#### [Instructions for the task]
Your task is to gather the lines below that hold the string "upper".

#### [Data section]
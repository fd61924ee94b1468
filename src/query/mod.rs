// Copyright 2023 The tsbs-datalayers Authors
//
// Licensed under the Apache License, Version 2.0 (the "License");
// you may not use this file except in compliance with the License.
// You may obtain a copy of the License at
//
//     http://www.apache.org/licenses/LICENSE-2.0
//
// Unless required by applicable law or agreed to in writing, software
// distributed under the License is distributed on an "AS IS" BASIS,
// WITHOUT WARRANTIES OR CONDITIONS OF ANY KIND, either express or implied.
// See the License for the specific language governing permissions and
// limitations under the License.

//! Deterministic benchmark query generation and execution

mod devops;
mod runner;

use std::fmt::Write as _;
use std::time::Duration;

use chrono::{DateTime, SecondsFormat, Utc};
use rand::Rng;
use serde::{Deserialize, Serialize};
use snafu::{ensure, OptionExt};

pub use self::devops::{Devops, QueryType, CPU_METRICS};
pub use self::runner::{LabelStats, QueryRunner, QueryStat, QueryStats};
use crate::error::{self, Result};

/// Target name every label starts with.
pub const TARGET_NAME: &str = "Datalayers";

/// A generated query, as handed from the generator to the runner.
#[derive(Debug, Clone, PartialEq, Eq, Serialize, Deserialize)]
pub struct BenchmarkQuery {
    pub human_label: String,
    pub human_description: String,
    pub sql: String,
}

impl BenchmarkQuery {
    pub fn new(label: String, description: String, sql: String) -> Self {
        Self {
            human_label: label,
            human_description: description,
            sql,
        }
    }
}

/// Half-open time range `[start, end)`.
#[derive(Debug, Clone, Copy, PartialEq, Eq)]
pub struct TimeInterval {
    start: DateTime<Utc>,
    end: DateTime<Utc>,
}

impl TimeInterval {
    pub fn new(start: DateTime<Utc>, end: DateTime<Utc>) -> Result<Self> {
        ensure!(
            start < end,
            error::InvalidQueryParamsSnafu {
                msg: format!("interval start {start} is not before end {end}"),
            }
        );
        Ok(Self { start, end })
    }

    pub fn start(&self) -> DateTime<Utc> {
        self.start
    }

    pub fn end(&self) -> DateTime<Utc> {
        self.end
    }

    pub fn duration(&self) -> Duration {
        (self.end - self.start).to_std().unwrap_or_default()
    }

    /// Uniformly draw a sub-interval of length `window` lying inside this one.
    pub fn rand_window<R: Rng>(&self, rng: &mut R, window: Duration) -> Result<TimeInterval> {
        let window = chrono::Duration::from_std(window)
            .ok()
            .context(error::InvalidQueryParamsSnafu {
                msg: format!("window {window:?} is out of range"),
            })?;
        let lower = nanos(self.start)?;
        let upper = nanos(self.end - window)?;
        ensure!(
            upper > lower,
            error::InvalidQueryParamsSnafu {
                msg: "random window equal to or bigger than interval",
            }
        );

        let start = DateTime::from_timestamp_nanos(lower + rng.random_range(0..upper - lower));
        Ok(TimeInterval {
            start,
            end: start + window,
        })
    }

    /// Start as an RFC 3339 timestamp with second precision.
    pub fn start_string(&self) -> String {
        rfc3339(self.start)
    }

    pub fn end_string(&self) -> String {
        rfc3339(self.end)
    }
}

fn nanos(t: DateTime<Utc>) -> Result<i64> {
    t.timestamp_nanos_opt()
        .context(error::InvalidQueryParamsSnafu {
            msg: format!("{t} is outside the nanosecond range"),
        })
}

pub fn rfc3339(t: DateTime<Utc>) -> String {
    t.to_rfc3339_opts(SecondsFormat::Secs, true)
}

/// Render a duration the way labels have always shown them: `1s`, `1m0s`,
/// `12h0m0s`, `500ms`.
pub fn format_duration(d: Duration) -> String {
    let total = d.as_nanos();
    if total == 0 {
        return "0s".to_string();
    }
    if total < 1_000 {
        return format!("{total}ns");
    }
    if total < 1_000_000 {
        return with_fraction(total, 1_000, "µs");
    }
    if total < 1_000_000_000 {
        return with_fraction(total, 1_000_000, "ms");
    }

    let secs = d.as_secs();
    let (hours, minutes, seconds) = (secs / 3600, secs / 60 % 60, secs % 60);
    let mut out = String::new();
    if hours > 0 {
        let _ = write!(out, "{hours}h");
    }
    if hours > 0 || minutes > 0 {
        let _ = write!(out, "{minutes}m");
    }
    let frac = fraction(u128::from(d.subsec_nanos()), 1_000_000_000);
    let _ = write!(out, "{seconds}{frac}s");
    out
}

fn with_fraction(total: u128, unit: u128, suffix: &str) -> String {
    format!("{}{}{}", total / unit, fraction(total % unit, unit), suffix)
}

/// Decimal fraction `rem / unit` without trailing zeros, empty when zero.
fn fraction(rem: u128, unit: u128) -> String {
    if rem == 0 {
        return String::new();
    }
    let width = unit.ilog10() as usize;
    let digits = format!("{rem:0width$}");
    format!(".{}", digits.trim_end_matches('0'))
}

#### [Answer for the task]
        let upper = nanos(self.end - window)?;
            upper > lower,
        let start = DateTime::from_timestamp_nanos(lower + rng.random_range(0..upper - lower));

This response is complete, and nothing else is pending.